Between Sept. 8 and Jan. 2, six people were killed in neighbourhoods north of downtown Edmonton. No charges have been laid. Some of the deaths have been declared homicides. Others are still considered suspicious.
Sept. 8: Yakubu Usman Saibu, 40, was found suffering from a gunshot wound inside a home at 106th Avenue and 105th Street. He died at the scene. His death was declared a homicide.
Nov. 29: Joseph Ross Gladue, 38, was found dead in an encampment near a walking path and the LRT tracks near 95th Street and 106th Avenue. In January, police said the death was still classified as suspicious. The manner of death hasn't been disclosed.
Nov. 28: Calvin Ross Moosewah, 46, was found unresponsive outside the Coliseum LRT station. He died in hospital two days later. Police said Moosewah had been the victim of an assault in an encampment in the area of 100th Street and 105A Avenue on Nov. 19, and had been taken to hospital for head injuries that day. A 40-year-old man has been charged in the Nov. 19, 2022 assault. As of Jan. 20, Moosewah's death was still being treated as suspicious.

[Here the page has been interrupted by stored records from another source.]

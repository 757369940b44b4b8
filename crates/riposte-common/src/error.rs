//! Error types for Riposte.
//!
//! The simulation itself has no failure modes; errors only exist at the
//! configuration boundary.

use std::path::PathBuf;
use thiserror::Error;

/// Errors raised while loading or validating character configuration.
#[derive(Debug, Error)]
pub enum ConfigError {
    /// IO errors
    #[error("IO error: {0}")]
    Io(#[from] std::io::Error),

    /// Parse errors from any supported format
    #[error("Failed to parse {format} config: {message}")]
    Parse {
        /// Format name ("toml", "ron")
        format: &'static str,
        /// Parser message
        message: String,
    },

    /// File extension not recognised
    #[error("Unsupported config format: {0}")]
    UnsupportedFormat(PathBuf),

    /// Parallel attack tables have different lengths
    #[error("Attack tables disagree: {hit_times} hit times, {recover_times} recover times, {damages} damages")]
    AttackTableMismatch {
        /// Number of hit times
        hit_times: usize,
        /// Number of recover times
        recover_times: usize,
        /// Number of damages
        damages: usize,
    },

    /// A value is outside its valid range
    #[error("Invalid value for `{field}`: {reason}")]
    InvalidValue {
        /// Field name
        field: String,
        /// Why the value was rejected
        reason: String,
    },
}

impl ConfigError {
    /// Shorthand for [`ConfigError::InvalidValue`].
    pub fn invalid(field: impl Into<String>, reason: impl Into<String>) -> Self {
        Self::InvalidValue {
            field: field.into(),
            reason: reason.into(),
        }
    }
}

/// Result type alias for configuration operations.
pub type ConfigResult<T> = Result<T, ConfigError>;
//! Fault-injection tests for the registry client
//!
//! A mock registry returns error statuses, garbage bodies, and slow
//! responses; the best-effort client surface must absorb all of it without
//! ever propagating an error into the caller.

#![cfg(feature = "client")]

use muster_registry::{RegisterRequest, RegistryClient, RegistryError};
use std::time::Duration;
use wiremock::matchers::{method, path, path_regex};
use wiremock::{Mock, MockServer, ResponseTemplate};

fn request() -> RegisterRequest {
    RegisterRequest::new("weather_agent", "desc", "http://localhost:8080")
}

#[tokio::test]
async fn test_register_returns_none_on_server_error() {
    let server = MockServer::start().await;
    Mock::given(method("POST"))
        .and(path("/register"))
        .respond_with(ResponseTemplate::new(500).set_body_string("registry exploded"))
        .mount(&server)
        .await;

    let client = RegistryClient::new(server.uri()).unwrap();
    assert!(client.register(request()).await.is_none());
}

#[tokio::test]
async fn test_try_register_maps_bad_request() {
    let server = MockServer::start().await;
    Mock::given(method("POST"))
        .and(path("/register"))
        .respond_with(ResponseTemplate::new(400).set_body_string("name must not be empty"))
        .mount(&server)
        .await;

    let client = RegistryClient::new(server.uri()).unwrap();
    let err = client.try_register(request()).await.unwrap_err();
    assert!(matches!(err, RegistryError::InvalidRegistration { .. }));
    assert!(!err.is_retryable());
}

#[tokio::test]
async fn test_list_agents_empty_on_garbage_body() {
    let server = MockServer::start().await;
    Mock::given(method("GET"))
        .and(path("/agents"))
        .respond_with(ResponseTemplate::new(200).set_body_string("this is not json"))
        .mount(&server)
        .await;

    let client = RegistryClient::new(server.uri()).unwrap();
    assert!(client.list_agents().await.is_empty());
    assert!(client.get_agent_urls().await.is_empty());
}

#[tokio::test]
async fn test_health_check_none_on_unavailable() {
    let server = MockServer::start().await;
    Mock::given(method("GET"))
        .and(path("/health"))
        .respond_with(ResponseTemplate::new(503))
        .mount(&server)
        .await;

    let client = RegistryClient::new(server.uri()).unwrap();
    assert!(client.health_check().await.is_none());
}

#[tokio::test]
async fn test_unregister_swallows_not_found() {
    let server = MockServer::start().await;
    Mock::given(method("DELETE"))
        .and(path_regex("^/unregister/.*$"))
        .respond_with(ResponseTemplate::new(404).set_body_string("Agent not found"))
        .mount(&server)
        .await;

    let client = RegistryClient::new(server.uri()).unwrap();
    // Must complete without panicking; the not-found is logged at debug.
    client.unregister("never_registered").await;

    let err = client.try_unregister("never_registered").await.unwrap_err();
    assert!(matches!(err, RegistryError::AgentNotFound { .. }));
}

#[tokio::test]
async fn test_slow_registry_times_out() {
    let server = MockServer::start().await;
    Mock::given(method("POST"))
        .and(path("/register"))
        .respond_with(ResponseTemplate::new(200).set_delay(Duration::from_millis(500)))
        .mount(&server)
        .await;

    let client = RegistryClient::with_timeout(server.uri(), Duration::from_millis(50)).unwrap();
    let err = client.try_register(request()).await.unwrap_err();
    assert!(matches!(err, RegistryError::Timeout { .. }));
    assert!(err.is_retryable());

    // And the best-effort path turns the same failure into a sentinel.
    assert!(client.register(request()).await.is_none());
}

Dec. 18: Ahmed Mohamed, 36, died of gunshot wounds in the parking lot of a convenience store at 104th Street and 107th Avenue. Police found him after responding to a weapons complaint at a suite in a building near 103rd Street and 106th Avenue where a 23-year-old man was found with serious injuries. The younger man was taken to hospital. Mohamed's death was declared a homicide.
Investigators believe Ronald Bell, 70, was killed on the afternoon of Dec. 27. On Jan. 1, police were told about a sudden death at the home Bell rented at 107th Avenue and 106th Street. Investigators told reporters the home had several other tenants and many visitors, and that they hoped to speak with anyone who had been there around the time of Bell's death. The manner of death has not been released for investigative reasons, but it has been declared a homicide.
On Jan. 2, Shane Bakewell, 32, was found in medical distress outside a shelter near 100th Street and 105A Avenue. Hospital staff notified police after noticing injuries consistent with a gunshot wound. Bakewell's death has been declared a homicide.